**Saved data entries:**
_ _ _
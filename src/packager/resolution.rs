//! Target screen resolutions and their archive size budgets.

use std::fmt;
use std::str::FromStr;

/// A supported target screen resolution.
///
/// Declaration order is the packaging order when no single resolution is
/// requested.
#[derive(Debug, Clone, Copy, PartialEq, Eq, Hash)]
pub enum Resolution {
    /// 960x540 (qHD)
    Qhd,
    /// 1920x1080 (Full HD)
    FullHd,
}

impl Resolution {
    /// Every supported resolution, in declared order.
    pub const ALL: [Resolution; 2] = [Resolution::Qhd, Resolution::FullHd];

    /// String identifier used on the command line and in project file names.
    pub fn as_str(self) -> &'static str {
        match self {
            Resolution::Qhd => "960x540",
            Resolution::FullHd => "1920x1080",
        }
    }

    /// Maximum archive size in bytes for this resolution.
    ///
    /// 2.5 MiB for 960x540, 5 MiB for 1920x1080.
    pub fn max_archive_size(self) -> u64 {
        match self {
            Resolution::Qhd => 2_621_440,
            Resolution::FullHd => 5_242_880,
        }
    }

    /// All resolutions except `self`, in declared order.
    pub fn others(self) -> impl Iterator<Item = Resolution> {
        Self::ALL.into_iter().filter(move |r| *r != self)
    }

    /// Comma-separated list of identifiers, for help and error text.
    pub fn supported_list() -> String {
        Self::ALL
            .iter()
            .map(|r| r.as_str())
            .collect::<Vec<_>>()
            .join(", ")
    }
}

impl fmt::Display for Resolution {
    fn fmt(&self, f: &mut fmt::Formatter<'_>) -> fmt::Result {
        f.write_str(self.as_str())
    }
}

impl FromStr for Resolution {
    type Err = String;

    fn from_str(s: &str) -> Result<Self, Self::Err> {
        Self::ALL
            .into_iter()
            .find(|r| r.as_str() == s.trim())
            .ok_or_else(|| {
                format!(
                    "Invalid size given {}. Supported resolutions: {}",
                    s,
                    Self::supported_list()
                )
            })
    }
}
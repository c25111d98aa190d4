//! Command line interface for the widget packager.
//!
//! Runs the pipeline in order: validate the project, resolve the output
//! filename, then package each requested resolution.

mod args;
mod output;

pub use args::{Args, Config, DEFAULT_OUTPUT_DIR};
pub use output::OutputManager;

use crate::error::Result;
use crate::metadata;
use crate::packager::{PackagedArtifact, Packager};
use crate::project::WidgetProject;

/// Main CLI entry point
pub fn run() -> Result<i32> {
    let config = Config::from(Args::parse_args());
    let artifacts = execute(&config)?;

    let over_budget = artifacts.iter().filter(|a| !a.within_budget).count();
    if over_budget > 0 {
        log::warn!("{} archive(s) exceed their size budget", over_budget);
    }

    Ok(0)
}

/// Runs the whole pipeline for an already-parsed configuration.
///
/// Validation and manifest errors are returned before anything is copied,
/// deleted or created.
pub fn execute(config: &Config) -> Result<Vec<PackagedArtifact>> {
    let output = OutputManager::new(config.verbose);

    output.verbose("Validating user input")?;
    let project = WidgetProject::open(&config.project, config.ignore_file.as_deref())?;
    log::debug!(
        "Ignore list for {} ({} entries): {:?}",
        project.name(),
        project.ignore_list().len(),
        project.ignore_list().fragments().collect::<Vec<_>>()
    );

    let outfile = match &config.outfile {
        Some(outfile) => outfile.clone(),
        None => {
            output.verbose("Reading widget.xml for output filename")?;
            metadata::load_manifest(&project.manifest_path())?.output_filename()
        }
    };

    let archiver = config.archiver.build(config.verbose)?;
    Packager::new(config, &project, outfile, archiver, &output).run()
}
_ _ _
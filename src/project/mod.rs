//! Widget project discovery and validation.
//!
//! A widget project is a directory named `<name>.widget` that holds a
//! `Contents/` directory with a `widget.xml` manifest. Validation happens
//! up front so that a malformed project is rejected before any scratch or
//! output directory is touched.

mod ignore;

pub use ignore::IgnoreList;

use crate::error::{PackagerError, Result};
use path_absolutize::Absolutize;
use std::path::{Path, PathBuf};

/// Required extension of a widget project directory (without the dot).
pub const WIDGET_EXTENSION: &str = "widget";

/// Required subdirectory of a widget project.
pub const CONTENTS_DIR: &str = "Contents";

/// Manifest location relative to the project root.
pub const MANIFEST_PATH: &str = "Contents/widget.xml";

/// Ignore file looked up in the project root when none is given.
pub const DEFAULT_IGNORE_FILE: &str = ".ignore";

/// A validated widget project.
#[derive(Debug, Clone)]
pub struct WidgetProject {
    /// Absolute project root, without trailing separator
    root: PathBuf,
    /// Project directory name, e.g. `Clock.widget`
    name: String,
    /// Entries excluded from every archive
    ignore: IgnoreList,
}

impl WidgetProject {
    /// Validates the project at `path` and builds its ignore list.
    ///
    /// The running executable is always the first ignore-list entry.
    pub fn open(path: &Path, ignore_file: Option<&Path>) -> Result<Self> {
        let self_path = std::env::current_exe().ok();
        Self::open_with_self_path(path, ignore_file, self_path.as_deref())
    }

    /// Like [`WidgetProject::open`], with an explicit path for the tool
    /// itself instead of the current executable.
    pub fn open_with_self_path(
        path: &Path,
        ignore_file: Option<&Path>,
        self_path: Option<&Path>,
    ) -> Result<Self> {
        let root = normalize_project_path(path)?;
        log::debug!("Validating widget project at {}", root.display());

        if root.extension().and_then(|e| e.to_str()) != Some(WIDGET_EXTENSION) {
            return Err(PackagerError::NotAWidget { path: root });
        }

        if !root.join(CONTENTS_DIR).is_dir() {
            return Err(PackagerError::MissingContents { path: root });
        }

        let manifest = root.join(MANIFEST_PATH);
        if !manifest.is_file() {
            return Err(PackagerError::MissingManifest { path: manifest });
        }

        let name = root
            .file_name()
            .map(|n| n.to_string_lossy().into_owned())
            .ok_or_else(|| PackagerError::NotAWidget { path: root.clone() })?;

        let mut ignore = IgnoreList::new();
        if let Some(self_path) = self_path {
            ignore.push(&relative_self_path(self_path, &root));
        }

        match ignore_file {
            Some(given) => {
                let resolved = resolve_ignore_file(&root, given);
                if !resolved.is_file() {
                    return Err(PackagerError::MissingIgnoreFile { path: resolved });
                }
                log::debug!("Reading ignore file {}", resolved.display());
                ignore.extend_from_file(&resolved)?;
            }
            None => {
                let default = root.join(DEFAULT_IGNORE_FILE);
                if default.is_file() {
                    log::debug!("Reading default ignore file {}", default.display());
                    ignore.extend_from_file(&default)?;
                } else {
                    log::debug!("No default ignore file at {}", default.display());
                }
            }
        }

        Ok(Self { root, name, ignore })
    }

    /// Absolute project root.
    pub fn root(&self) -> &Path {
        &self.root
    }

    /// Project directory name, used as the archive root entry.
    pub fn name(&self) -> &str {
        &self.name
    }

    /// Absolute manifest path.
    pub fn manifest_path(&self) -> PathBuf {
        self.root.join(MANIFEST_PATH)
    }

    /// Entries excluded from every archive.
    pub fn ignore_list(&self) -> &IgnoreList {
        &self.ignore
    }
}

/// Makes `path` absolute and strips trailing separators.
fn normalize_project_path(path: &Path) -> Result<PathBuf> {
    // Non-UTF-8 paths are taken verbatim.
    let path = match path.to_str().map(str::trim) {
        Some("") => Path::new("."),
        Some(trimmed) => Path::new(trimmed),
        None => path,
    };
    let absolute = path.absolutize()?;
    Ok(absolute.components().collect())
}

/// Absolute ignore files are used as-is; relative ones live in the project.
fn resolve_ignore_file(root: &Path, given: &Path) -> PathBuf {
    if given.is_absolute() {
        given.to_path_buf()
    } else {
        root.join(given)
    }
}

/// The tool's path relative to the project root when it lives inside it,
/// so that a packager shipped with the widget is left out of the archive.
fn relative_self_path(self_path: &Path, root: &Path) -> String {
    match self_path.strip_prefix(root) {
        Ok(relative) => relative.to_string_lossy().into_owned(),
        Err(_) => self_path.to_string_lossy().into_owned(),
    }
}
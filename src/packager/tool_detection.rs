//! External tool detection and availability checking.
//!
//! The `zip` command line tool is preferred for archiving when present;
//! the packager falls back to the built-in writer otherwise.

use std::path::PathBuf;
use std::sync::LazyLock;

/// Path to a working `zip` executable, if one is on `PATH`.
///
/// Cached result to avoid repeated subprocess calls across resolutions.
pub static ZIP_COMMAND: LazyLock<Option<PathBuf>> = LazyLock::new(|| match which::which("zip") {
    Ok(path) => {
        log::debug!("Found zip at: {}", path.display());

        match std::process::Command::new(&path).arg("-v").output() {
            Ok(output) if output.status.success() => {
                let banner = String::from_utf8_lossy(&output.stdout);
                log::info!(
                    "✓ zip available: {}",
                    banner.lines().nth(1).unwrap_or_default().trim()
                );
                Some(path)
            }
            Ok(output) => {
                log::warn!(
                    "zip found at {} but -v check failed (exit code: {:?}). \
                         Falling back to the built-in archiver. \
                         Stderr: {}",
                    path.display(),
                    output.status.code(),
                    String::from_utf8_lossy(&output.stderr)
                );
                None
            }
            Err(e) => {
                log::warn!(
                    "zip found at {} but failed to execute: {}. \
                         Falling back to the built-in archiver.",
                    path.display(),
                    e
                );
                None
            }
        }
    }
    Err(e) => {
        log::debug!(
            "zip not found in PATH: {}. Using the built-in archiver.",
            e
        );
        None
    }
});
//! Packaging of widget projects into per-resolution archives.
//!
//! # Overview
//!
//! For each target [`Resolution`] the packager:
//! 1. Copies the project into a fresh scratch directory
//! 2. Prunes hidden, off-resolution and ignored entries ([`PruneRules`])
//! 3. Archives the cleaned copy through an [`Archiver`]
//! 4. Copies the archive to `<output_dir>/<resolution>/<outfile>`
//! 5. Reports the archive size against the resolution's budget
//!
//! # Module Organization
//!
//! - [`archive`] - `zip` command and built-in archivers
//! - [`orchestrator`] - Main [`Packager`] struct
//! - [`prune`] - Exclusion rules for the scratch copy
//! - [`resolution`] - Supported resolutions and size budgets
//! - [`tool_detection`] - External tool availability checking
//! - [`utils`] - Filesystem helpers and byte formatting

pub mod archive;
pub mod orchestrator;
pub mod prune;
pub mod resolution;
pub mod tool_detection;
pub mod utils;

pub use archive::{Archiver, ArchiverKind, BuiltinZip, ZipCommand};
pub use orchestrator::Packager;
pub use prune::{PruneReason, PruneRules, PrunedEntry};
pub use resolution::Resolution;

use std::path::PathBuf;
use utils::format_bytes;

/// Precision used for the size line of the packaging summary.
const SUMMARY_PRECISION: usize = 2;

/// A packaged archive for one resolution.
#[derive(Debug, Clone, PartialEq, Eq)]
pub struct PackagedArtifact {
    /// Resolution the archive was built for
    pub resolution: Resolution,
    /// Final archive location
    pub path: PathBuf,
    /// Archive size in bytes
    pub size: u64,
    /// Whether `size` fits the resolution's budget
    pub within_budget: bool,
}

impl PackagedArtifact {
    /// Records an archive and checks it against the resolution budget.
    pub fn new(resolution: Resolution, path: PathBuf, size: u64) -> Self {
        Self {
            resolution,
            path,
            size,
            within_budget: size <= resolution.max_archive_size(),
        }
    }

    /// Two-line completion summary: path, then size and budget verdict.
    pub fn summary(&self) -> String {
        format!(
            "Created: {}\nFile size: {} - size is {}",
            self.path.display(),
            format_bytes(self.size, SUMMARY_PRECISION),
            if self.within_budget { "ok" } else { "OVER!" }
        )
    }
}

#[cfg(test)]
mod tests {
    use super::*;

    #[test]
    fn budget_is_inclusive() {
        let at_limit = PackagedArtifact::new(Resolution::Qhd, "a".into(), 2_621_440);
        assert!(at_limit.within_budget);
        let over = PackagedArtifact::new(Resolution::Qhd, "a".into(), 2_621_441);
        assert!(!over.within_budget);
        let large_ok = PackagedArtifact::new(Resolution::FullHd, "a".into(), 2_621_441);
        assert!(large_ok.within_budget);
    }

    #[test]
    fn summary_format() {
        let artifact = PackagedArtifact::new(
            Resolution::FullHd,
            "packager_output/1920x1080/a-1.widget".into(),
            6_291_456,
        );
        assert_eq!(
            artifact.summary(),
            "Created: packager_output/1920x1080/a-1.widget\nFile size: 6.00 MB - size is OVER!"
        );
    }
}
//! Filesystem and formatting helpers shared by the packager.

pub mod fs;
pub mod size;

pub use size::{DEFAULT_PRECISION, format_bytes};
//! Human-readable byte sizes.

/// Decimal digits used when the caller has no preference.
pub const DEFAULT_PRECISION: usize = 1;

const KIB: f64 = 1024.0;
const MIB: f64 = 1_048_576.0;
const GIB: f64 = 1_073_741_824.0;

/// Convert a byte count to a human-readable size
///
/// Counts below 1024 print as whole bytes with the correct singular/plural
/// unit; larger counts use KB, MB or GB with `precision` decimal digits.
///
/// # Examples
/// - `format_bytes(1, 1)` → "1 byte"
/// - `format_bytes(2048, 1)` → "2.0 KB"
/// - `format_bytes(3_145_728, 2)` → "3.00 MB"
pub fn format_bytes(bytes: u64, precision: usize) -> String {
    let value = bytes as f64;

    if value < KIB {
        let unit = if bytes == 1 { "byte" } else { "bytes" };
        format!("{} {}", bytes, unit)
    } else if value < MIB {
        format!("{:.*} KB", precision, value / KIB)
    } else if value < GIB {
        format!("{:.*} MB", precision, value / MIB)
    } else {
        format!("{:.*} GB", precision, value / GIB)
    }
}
_ _ _
**Brief:** When you reach the line containing "pub fn as_str(self)" in the data above, start copying exactly, and stop after the line containing "pub fn others(self)".

**Solution to the exercise:**
    pub fn as_str(self) -> &'static str {
        match self {
            Resolution::Qhd => "960x540",
            Resolution::FullHd => "1920x1080",
        }
    }

    /// Maximum archive size in bytes for this resolution.
    ///
    /// 2.5 MiB for 960x540, 5 MiB for 1920x1080.
    pub fn max_archive_size(self) -> u64 {
        match self {
            Resolution::Qhd => 2_621_440,
            Resolution::FullHd => 5_242_880,
        }
    }

    /// All resolutions except `self`, in declared order.
    pub fn others(self) -> impl Iterator<Item = Resolution> {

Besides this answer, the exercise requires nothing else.